Haven’t We Learned Not to Name Public Spaces After Crappy People? 

Days after Rep. Brad Finstad was sworn into office, he got down to business on the important stuff: introducing legislation that would name a post office after fellow GOP’er Jim Hagedorn. Finstad stepped in to finish Hagedorn’s term after the sitting First District rep died of kidney cancer in 2022. For those unfamiliar with Hagedorn, dude was a big Trump fan, signed 2020’s election-denying amicus brief, and was known to speak in the kind of coded language white nationalists love. So, why should we name a post office–one in Hagedorn’s hometown of Blue Earth is proposed–after this dude?
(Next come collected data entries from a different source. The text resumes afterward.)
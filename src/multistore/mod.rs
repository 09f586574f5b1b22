//! Several stores behind one store
//!
//! Stores are consulted strictly in registration order. `NoKey` means "not
//! mine" and moves on to the next store; every other error is collected.

use crate::error::{Result, StoreError};
use crate::record::Record;
use crate::store::{BindConfig, Store};
use async_trait::async_trait;
use bytes::Bytes;
use std::sync::Arc;

/// Ordered store aggregate
pub struct MultiStore {
    stores: Vec<Arc<dyn Store>>,
}

impl MultiStore {
    pub fn new(stores: Vec<Arc<dyn Store>>) -> Self {
        MultiStore { stores }
    }

    pub fn len(&self) -> usize {
        self.stores.len()
    }

    pub fn is_empty(&self) -> bool {
        self.stores.is_empty()
    }
}

#[async_trait]
impl Store for MultiStore {
    async fn get(&self, dbnum: u32, key: &str) -> Result<Bytes> {
        for store in &self.stores {
            match store.get(dbnum, key).await {
                Err(StoreError::NoKey) => continue,
                outcome => return outcome,
            }
        }
        Err(StoreError::NoKey)
    }

    async fn set(&self, dbnum: u32, key: &str, value: Bytes) -> Result<()> {
        let mut errors = Vec::new();
        for store in &self.stores {
            match store.set(dbnum, key, value.clone()).await {
                Ok(()) | Err(StoreError::NoKey) => {}
                Err(e) => errors.push(e),
            }
        }
        StoreError::combine(errors)
    }

    async fn del(&self, dbnum: u32, key: &str) -> Result<()> {
        let mut errors = Vec::new();
        for store in &self.stores {
            match store.del(dbnum, key).await {
                Ok(()) | Err(StoreError::NoKey) => {}
                Err(e) => errors.push(e),
            }
        }
        StoreError::combine(errors)
    }

    async fn keys(&self, dbnum: u32, pattern: &str) -> Result<Vec<String>> {
        let mut keys = Vec::new();
        let mut errors = Vec::new();
        for store in &self.stores {
            match store.keys(dbnum, pattern).await {
                Ok(found) => keys.extend(found),
                Err(StoreError::NoKey) => {}
                Err(e) => errors.push(e),
            }
        }
        StoreError::combine(errors)?;
        Ok(keys)
    }

    async fn list(&self, dbnum: u32, pattern: &str) -> Result<Vec<Record>> {
        let mut records = Vec::new();
        let mut errors = Vec::new();
        for store in &self.stores {
            match store.list(dbnum, pattern).await {
                Ok(found) => records.extend(found),
                Err(StoreError::NoKey) => {}
                Err(e) => errors.push(e),
            }
        }
        StoreError::combine(errors)?;
        Ok(records)
    }

    async fn bind(&self, _conf: &BindConfig) -> Result<()> {
        Err(StoreError::MethodIsNotSupported)
    }

    async fn close(&self) -> Result<()> {
        let mut errors = Vec::new();
        for store in &self.stores {
            if let Err(e) = store.close().await {
                errors.push(e);
            }
        }
        StoreError::combine(errors)
    }

    fn supports_cache(&self) -> bool {
        false
    }
}

#[cfg(test)]
mod tests {
    use super::*;
    use crate::testing::MemoryStore;
    use std::sync::atomic::Ordering;

    fn stores() -> (Arc<MemoryStore>, Arc<MemoryStore>, MultiStore) {
        let users = Arc::new(MemoryStore::with_prefix("user_"));
        let orders = Arc::new(MemoryStore::with_prefix("order_"));
        let multi = MultiStore::new(vec![users.clone() as Arc<dyn Store>, orders.clone()]);
        (users, orders, multi)
    }

    #[tokio::test]
    async fn test_get_falls_through_no_key() {
        let (users, orders, multi) = stores();
        orders.insert(0, "order_1", "box");

        assert_eq!(multi.get(0, "order_1").await.unwrap(), Bytes::from("box"));
        assert_eq!(users.gets.load(Ordering::SeqCst), 1);
        assert!(matches!(multi.get(0, "other").await, Err(StoreError::NoKey)));
    }

    #[tokio::test]
    async fn test_get_stops_at_not_found() {
        let (_, orders, multi) = stores();
        assert!(matches!(multi.get(0, "user_1").await, Err(StoreError::NotFound)));
        assert_eq!(orders.gets.load(Ordering::SeqCst), 0);
    }

    #[tokio::test]
    async fn test_set_and_del_skip_unrouted_stores() {
        let (users, orders, multi) = stores();

        multi.set(0, "user_1", Bytes::from("alice")).await.unwrap();
        assert!(users.contains(0, "user_1"));
        assert!(!orders.contains(0, "user_1"));

        multi.del(0, "user_1").await.unwrap();
        assert!(!users.contains(0, "user_1"));

        // Every store said NoKey: nothing to report
        multi.set(0, "other", Bytes::from("x")).await.unwrap();
        assert!(matches!(multi.del(0, "user_1").await, Err(StoreError::NotFound)));
    }

    #[tokio::test]
    async fn test_keys_concatenates() {
        let (users, orders, multi) = stores();
        users.insert(0, "user_1", "a");
        orders.insert(0, "order_1", "b");

        let keys = multi.keys(0, "*").await.unwrap();
        assert_eq!(keys, vec!["user_1".to_string(), "order_1".to_string()]);

        let keys = multi.keys(0, "order_*").await.unwrap();
        assert_eq!(keys, vec!["order_1".to_string()]);
        assert!(multi.keys(0, "nothing").await.unwrap().is_empty());

        let records = multi.list(0, "*").await.unwrap();
        assert_eq!(records.len(), 2);
    }

    #[tokio::test]
    async fn test_bind_is_not_supported() {
        let (_, _, multi) = stores();
        let conf = BindConfig::table("user_{{id}}", 0, "users");
        assert!(matches!(multi.bind(&conf).await, Err(StoreError::MethodIsNotSupported)));
    }

    #[tokio::test]
    async fn test_close_combines_errors() {
        let first = Arc::new(MemoryStore::new().failing_close());
        let second = Arc::new(MemoryStore::new().failing_close());
        let multi = MultiStore::new(vec![first.clone() as Arc<dyn Store>, second.clone()]);

        match multi.close().await {
            Err(StoreError::Multiple(errors)) => assert_eq!(errors.len(), 2),
            other => panic!("unexpected outcome: {other:?}"),
        }
        assert!(second.closed.load(Ordering::SeqCst));
    }
}
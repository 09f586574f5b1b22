//! FerrumGate - a Redis-compatible gateway over relational databases and
//! message streams
//!
//! Keys are mapped onto backend records through declarative key patterns:
//! - `pattern`, `query` and `record` turn keys into parameterised statements
//!   and backend rows into values
//! - `store` holds the backends, `proxy` and `multistore` compose them
//! - `protocol`, `commands`, `dispatch` and `server` speak RESP, `web`
//!   mirrors the same store over HTTP

pub mod cache;
pub mod commands;
pub mod config;
pub mod dispatch;
pub mod error;
pub mod gateway;
pub mod multistore;
pub mod pattern;
pub mod protocol;
pub mod proxy;
pub mod pubsub;
pub mod query;
pub mod record;
pub mod server;
pub mod store;
pub mod web;

#[cfg(test)]
mod testing;

/// Re-export commonly used types
pub use error::{Result, StoreError};
pub use protocol::{RespError, RespValue};
pub use store::{BindConfig, Store};
pub use commands::{Command, CommandContext};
Pro? Hagedorn used the mail. A lot. According to Wiki, “in 2020, LegiStorm released an analysis of Hagedorn's office spending, finding that the office had spent more than one fifth of its $1.4 million annual office budget on publicly funded constituent mail.” Con? He didn’t always trust the mail. Like many election deniers, Hagedorn had a beef with mail-in ballots. No word yet on whether ex-MN GOP Chair Jennifer Carnahan–Hagedorn’s wife who got flack for BFFing with a sex trafficker, was rumored to have gotten physical during her husband’s funeral, and flamed out trying to seize his vacant seat in the house–is for or against the naming.
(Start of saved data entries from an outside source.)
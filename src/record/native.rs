//! Backend-native values before normalization
//!
//! Drivers decode their wire types into this closed set through a
//! per-type conversion table; `Value::from` then normalizes them into the
//! record model.

use super::Value;

/// A decoded backend column
#[derive(Debug, Clone, PartialEq)]
pub enum NativeValue {
    Null,
    Bool(bool),
    Int(i64),
    Float(f64),
    Text(String),
    Bytes(Vec<u8>),
    TextArray(Vec<Option<String>>),
    IntArray(Vec<Option<i64>>),
    FloatArray(Vec<Option<f64>>),
    BoolArray(Vec<Option<bool>>),
    RawJson(serde_json::Value),
}

fn list<T>(items: Vec<Option<T>>, wrap: fn(T) -> Value) -> Value {
    Value::List(
        items
            .into_iter()
            .map(|item| item.map_or(Value::Null, wrap))
            .collect(),
    )
}

impl From<NativeValue> for Value {
    fn from(native: NativeValue) -> Self {
        match native {
            NativeValue::Null => Value::Null,
            NativeValue::Bool(b) => Value::Bool(b),
            NativeValue::Int(i) => Value::Int(i),
            NativeValue::Float(f) => Value::Float(f),
            NativeValue::Text(s) => Value::Text(s),
            NativeValue::Bytes(b) => Value::Bytes(b),
            NativeValue::TextArray(items) => list(items, Value::Text),
            NativeValue::IntArray(items) => list(items, Value::Int),
            NativeValue::FloatArray(items) => list(items, Value::Float),
            NativeValue::BoolArray(items) => list(items, Value::Bool),
            NativeValue::RawJson(json) => Value::Json(json),
        }
    }
}

impl<T: Into<NativeValue>> From<Option<T>> for NativeValue {
    fn from(value: Option<T>) -> Self {
        value.map_or(NativeValue::Null, Into::into)
    }
}

impl From<bool> for NativeValue {
    fn from(b: bool) -> Self {
        NativeValue::Bool(b)
    }
}

impl From<i16> for NativeValue {
    fn from(i: i16) -> Self {
        NativeValue::Int(i64::from(i))
    }
}

impl From<i32> for NativeValue {
    fn from(i: i32) -> Self {
        NativeValue::Int(i64::from(i))
    }
}

impl From<i64> for NativeValue {
    fn from(i: i64) -> Self {
        NativeValue::Int(i)
    }
}

impl From<u32> for NativeValue {
    fn from(i: u32) -> Self {
        NativeValue::Int(i64::from(i))
    }
}

impl From<f32> for NativeValue {
    fn from(f: f32) -> Self {
        NativeValue::Float(f64::from(f))
    }
}

impl From<f64> for NativeValue {
    fn from(f: f64) -> Self {
        NativeValue::Float(f)
    }
}

impl From<String> for NativeValue {
    fn from(s: String) -> Self {
        NativeValue::Text(s)
    }
}

impl From<Vec<u8>> for NativeValue {
    fn from(b: Vec<u8>) -> Self {
        NativeValue::Bytes(b)
    }
}

impl From<serde_json::Value> for NativeValue {
    fn from(json: serde_json::Value) -> Self {
        NativeValue::RawJson(json)
    }
}
//! Connection and compatibility commands (PING, QUIT, SELECT, CONFIG, CLIENT)

use super::{text_arg, Command, CommandContext, Reply};
use crate::protocol::RespValue;
use async_trait::async_trait;

/// Highest namespace accepted by SELECT
pub const MAX_DBNUM: i64 = 15;

/// PING [message]
pub struct PingCommand;

#[async_trait]
impl Command for PingCommand {
    async fn execute(&self, _ctx: &mut CommandContext, args: &[RespValue]) -> Reply {
        match args.first() {
            Some(message) => message.clone().into(),
            None => RespValue::simple_string("PONG").into(),
        }
    }

    fn name(&self) -> &'static str {
        "PING"
    }

    fn max_args(&self) -> Option<usize> {
        Some(1)
    }
}

/// QUIT
pub struct QuitCommand;

#[async_trait]
impl Command for QuitCommand {
    async fn execute(&self, _ctx: &mut CommandContext, _args: &[RespValue]) -> Reply {
        Reply::Close(RespValue::ok())
    }

    fn name(&self) -> &'static str {
        "QUIT"
    }
}

/// SELECT index
pub struct SelectCommand;

#[async_trait]
impl Command for SelectCommand {
    async fn execute(&self, ctx: &mut CommandContext, args: &[RespValue]) -> Reply {
        let Some(index) = args[0].as_str().and_then(|s| s.parse::<i64>().ok()) else {
            return RespValue::error("ERR value is not an integer or out of range").into();
        };
        if !(0..=MAX_DBNUM).contains(&index) {
            return RespValue::error(format!(
                "ERR invalid database number {}, must be from 0 to {}",
                index, MAX_DBNUM
            ))
            .into();
        }

        ctx.state.dbnum = index as u32;
        RespValue::ok().into()
    }

    fn name(&self) -> &'static str {
        "SELECT"
    }

    fn min_args(&self) -> usize {
        1
    }

    fn max_args(&self) -> Option<usize> {
        Some(1)
    }
}

/// CONFIG GET parameter
///
/// Nothing is configurable over the wire; every parameter reads as empty
/// so clients probing the server keep working.
pub struct ConfigCommand;

#[async_trait]
impl Command for ConfigCommand {
    async fn execute(&self, _ctx: &mut CommandContext, args: &[RespValue]) -> Reply {
        let subcommand = match text_arg(&args[0]) {
            Ok(s) => s.to_uppercase(),
            Err(e) => return e.into(),
        };

        match subcommand.as_str() {
            "GET" if args.len() == 2 => {
                RespValue::array(vec![args[1].clone(), RespValue::bulk_string("")]).into()
            }
            "GET" => RespValue::error("ERR wrong number of arguments for 'config get'").into(),
            _ => RespValue::error(format!("ERR unknown subcommand '{}'", subcommand)).into(),
        }
    }

    fn name(&self) -> &'static str {
        "CONFIG"
    }

    fn min_args(&self) -> usize {
        1
    }
}

/// CLIENT SETNAME|GETNAME|SETINFO|ID
///
/// Client metadata is not tracked; the answers only keep client libraries
/// happy during their handshake.
pub struct ClientCommand;

#[async_trait]
impl Command for ClientCommand {
    async fn execute(&self, _ctx: &mut CommandContext, args: &[RespValue]) -> Reply {
        let subcommand = match text_arg(&args[0]) {
            Ok(s) => s.to_uppercase(),
            Err(e) => return e.into(),
        };

        let reply = match subcommand.as_str() {
            "SETNAME" if args.len() == 2 => RespValue::ok(),
            "SETNAME" => RespValue::error("ERR wrong number of arguments for 'client setname'"),
            "GETNAME" => RespValue::Null,
            "SETINFO" => RespValue::ok(),
            "ID" => RespValue::integer(1),
            _ => RespValue::error(format!("ERR unknown subcommand '{}'", subcommand)),
        };
        reply.into()
    }

    fn name(&self) -> &'static str {
        "CLIENT"
    }

    fn min_args(&self) -> usize {
        1
    }
}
State Fair Admission Prices Inch up Again

Admission to the Minnesota State Fair will cost you $1 more this year, Bring Me the News reports. Adult admission will rise to $18, and the cost for seniors and kids will be $16. Children under five, as always a drain on our economy, still get in free. The cost of fair tix has doubled since 2003, rising at roughly a buck a year. I’m no mathematician, but if prices keep increasing at this rate, tickets will eventually cost $1 billion dollars apiece. 

In addition, parking will increase $3 to $20 in 2023, while motorcycle parking will rise from $11 to $15. (Bike parking? Still free!) According to outgoing Minnesota State Fair CEO Jerry “The Hammer” Hammer, inflation is not the only reason for the increase—the fair needs more money for public safety, Park & Ride, and facility updates. The Minnesota State Agricultural Society, which governs the fair, also approved a $9.4 million capital investment for upgrades and improvements. But let's put things in perspective, the Iowa State Fair has hiked its admission $2 this year, and their event is way inferior, no matter what Sen. Amy Klobuchar says.
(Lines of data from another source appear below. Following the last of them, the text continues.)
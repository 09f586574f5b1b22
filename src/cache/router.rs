//! Cache key routing to shards
//!
//! Keys are spread across shards with SipHash-1-3.

use siphasher::sip::SipHasher13;
use std::hash::{Hash, Hasher};

/// Routes cache keys to shard indexes
#[derive(Debug, Clone, Copy)]
pub struct ShardRouter {
    num_shards: usize,
}

impl ShardRouter {
    /// Router over `num_shards` shards, at least one
    pub fn new(num_shards: usize) -> Self {
        ShardRouter {
            num_shards: num_shards.max(1),
        }
    }

    /// One shard per CPU core, between 1 and 16
    pub fn per_cpu() -> Self {
        Self::new(num_cpus::get().clamp(1, 16))
    }

    pub fn route(&self, key: &str) -> usize {
        let mut hasher = SipHasher13::new();
        key.hash(&mut hasher);
        (hasher.finish() as usize) % self.num_shards
    }

    pub fn num_shards(&self) -> usize {
        self.num_shards
    }
}

#[cfg(test)]
mod tests {
    use super::*;

    #[test]
    fn test_routing_deterministic() {
        let router = ShardRouter::new(4);
        assert_eq!(router.route("0:user_1"), router.route("0:user_1"));
    }

    #[test]
    fn test_routing_distribution() {
        let router = ShardRouter::new(4);
        let mut counts = [0; 4];
        for i in 0..1000 {
            counts[router.route(&format!("s0/0:key_{i}"))] += 1;
        }
        for count in counts {
            assert!(count > 180 && count < 320, "uneven distribution: {count}");
        }
    }

    #[test]
    fn test_zero_shards_clamped() {
        let router = ShardRouter::new(0);
        assert_eq!(router.num_shards(), 1);
        assert_eq!(router.route("any"), 0);
    }
}
//! Key commands (DEL, KEYS)

use super::{store_error, text_arg, Command, CommandContext, Reply};
use crate::protocol::RespValue;
use async_trait::async_trait;

/// DEL key [key ...]
///
/// Answers the number of deleted keys; absent keys count as zero, any
/// other failure aborts with an error.
pub struct DelCommand;

#[async_trait]
impl Command for DelCommand {
    async fn execute(&self, ctx: &mut CommandContext, args: &[RespValue]) -> Reply {
        let mut deleted = 0;
        for arg in args {
            let key = match text_arg(arg) {
                Ok(key) => key,
                Err(e) => return e.into(),
            };
            match ctx.store.del(ctx.dbnum(), key).await {
                Ok(()) => deleted += 1,
                Err(e) if e.is_missing() => {}
                Err(e) => return store_error(&e).into(),
            }
        }
        RespValue::integer(deleted).into()
    }

    fn name(&self) -> &'static str {
        "DEL"
    }

    fn min_args(&self) -> usize {
        1
    }
}

/// KEYS pattern
pub struct KeysCommand;

#[async_trait]
impl Command for KeysCommand {
    async fn execute(&self, ctx: &mut CommandContext, args: &[RespValue]) -> Reply {
        let pattern = match text_arg(&args[0]) {
            Ok(pattern) => pattern,
            Err(e) => return e.into(),
        };

        let reply = match ctx.store.keys(ctx.dbnum(), pattern).await {
            Ok(keys) => RespValue::bulk_array(keys),
            Err(e) if e.is_missing() => RespValue::array(Vec::new()),
            Err(e) => store_error(&e),
        };
        reply.into()
    }

    fn name(&self) -> &'static str {
        "KEYS"
    }

    fn min_args(&self) -> usize {
        1
    }

    fn max_args(&self) -> Option<usize> {
        Some(1)
    }
}
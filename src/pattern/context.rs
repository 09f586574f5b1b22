//! Execution context and value sources

use std::collections::HashMap;

/// Anything a pattern can be rendered from
pub trait ValueSource {
    /// Canonical string form of a named value, `None` when absent
    fn value_of(&self, name: &str) -> Option<String>;
}

/// Per-request variable bindings
///
/// Filled while matching a key, then read back when rendering keys or
/// resolving query arguments.
#[derive(Debug, Clone, Default, PartialEq, Eq)]
pub struct ExecContext {
    values: HashMap<String, String>,
}

impl ExecContext {
    pub fn new() -> Self {
        Self::default()
    }

    pub fn get(&self, name: &str) -> Option<&str> {
        self.values.get(name).map(String::as_str)
    }

    pub fn set(&mut self, name: impl Into<String>, value: impl Into<String>) {
        self.values.insert(name.into(), value.into());
    }

    pub fn remove(&mut self, name: &str) -> Option<String> {
        self.values.remove(name)
    }

    pub fn clear(&mut self) {
        self.values.clear();
    }

    pub fn len(&self) -> usize {
        self.values.len()
    }

    pub fn is_empty(&self) -> bool {
        self.values.is_empty()
    }

    pub fn iter(&self) -> impl Iterator<Item = (&str, &str)> {
        self.values.iter().map(|(k, v)| (k.as_str(), v.as_str()))
    }

    /// Merge a decoded JSON object
    ///
    /// Strings are taken verbatim, other scalars and nested values use their
    /// JSON text, and `null` removes the field.
    pub fn merge_json(&mut self, object: serde_json::Map<String, serde_json::Value>) {
        for (name, value) in object {
            match json_text(&value) {
                Some(text) => self.set(name, text),
                None => {
                    self.remove(&name);
                }
            }
        }
    }
}

impl ValueSource for ExecContext {
    fn value_of(&self, name: &str) -> Option<String> {
        self.values.get(name).cloned()
    }
}

impl ValueSource for HashMap<String, String> {
    fn value_of(&self, name: &str) -> Option<String> {
        self.get(name).cloned()
    }
}

impl<K: Into<String>, V: Into<String>> FromIterator<(K, V)> for ExecContext {
    fn from_iter<I: IntoIterator<Item = (K, V)>>(iter: I) -> Self {
        ExecContext {
            values: iter.into_iter().map(|(k, v)| (k.into(), v.into())).collect(),
        }
    }
}

/// Text form of a JSON value as used for key rendering
pub(crate) fn json_text(value: &serde_json::Value) -> Option<String> {
    match value {
        serde_json::Value::Null => None,
        serde_json::Value::String(s) => Some(s.clone()),
        other => Some(other.to_string()),
    }
}

#[cfg(test)]
mod tests {
    use super::*;
    use serde_json::json;

    #[test]
    fn test_merge_json_overrides_and_removes() {
        let mut ctx: ExecContext = [("id", "1"), ("name", "old"), ("gone", "x")]
            .into_iter()
            .collect();

        let payload = json!({"name": "new", "age": 20, "active": true, "gone": null});
        if let serde_json::Value::Object(map) = payload {
            ctx.merge_json(map);
        }

        assert_eq!(ctx.get("id"), Some("1"));
        assert_eq!(ctx.get("name"), Some("new"));
        assert_eq!(ctx.get("age"), Some("20"));
        assert_eq!(ctx.get("active"), Some("true"));
        assert_eq!(ctx.get("gone"), None);
    }
}
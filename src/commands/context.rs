//! Command execution context

use crate::pubsub::Broker;
use crate::store::Store;
use std::sync::Arc;

/// Mutable per-connection state
#[derive(Debug, Clone, Default, PartialEq, Eq)]
pub struct ConnectionState {
    /// Namespace selected with `SELECT`
    pub dbnum: u32,
}

/// Everything a command may touch while it runs
///
/// One context lives as long as its connection.
pub struct CommandContext {
    pub store: Arc<dyn Store>,
    pub broker: Arc<Broker>,
    pub state: ConnectionState,
}

impl CommandContext {
    pub fn new(store: Arc<dyn Store>, broker: Arc<Broker>) -> Self {
        CommandContext {
            store,
            broker,
            state: ConnectionState::default(),
        }
    }

    pub fn dbnum(&self) -> u32 {
        self.state.dbnum
    }
}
The Roads Stink Right Now!

And that's why both Minneapolis and St. Paul are enacting new parking rules this week aimed at getting plows to work on problem streets. KSTP reports that Minneapolis has already enacted one-sided parking "on some of the streets in challenging areas" in an attempt to ensure that emergency workers can get through. (Minneapolis's update from the city is here.) In St. Paul, things are more specific: From 7 a.m. to 5 p.m., beginning January 17 and ending January 20, cars won't be allowed to park on designated sides of residential streets. "Residents should move all vehicles from east-west residential streets on Tuesday and Wednesday and move vehicles from north-south residential streets on Thursday and Friday," the St. Paul's website explains, adding that this is NOT a snow emergency.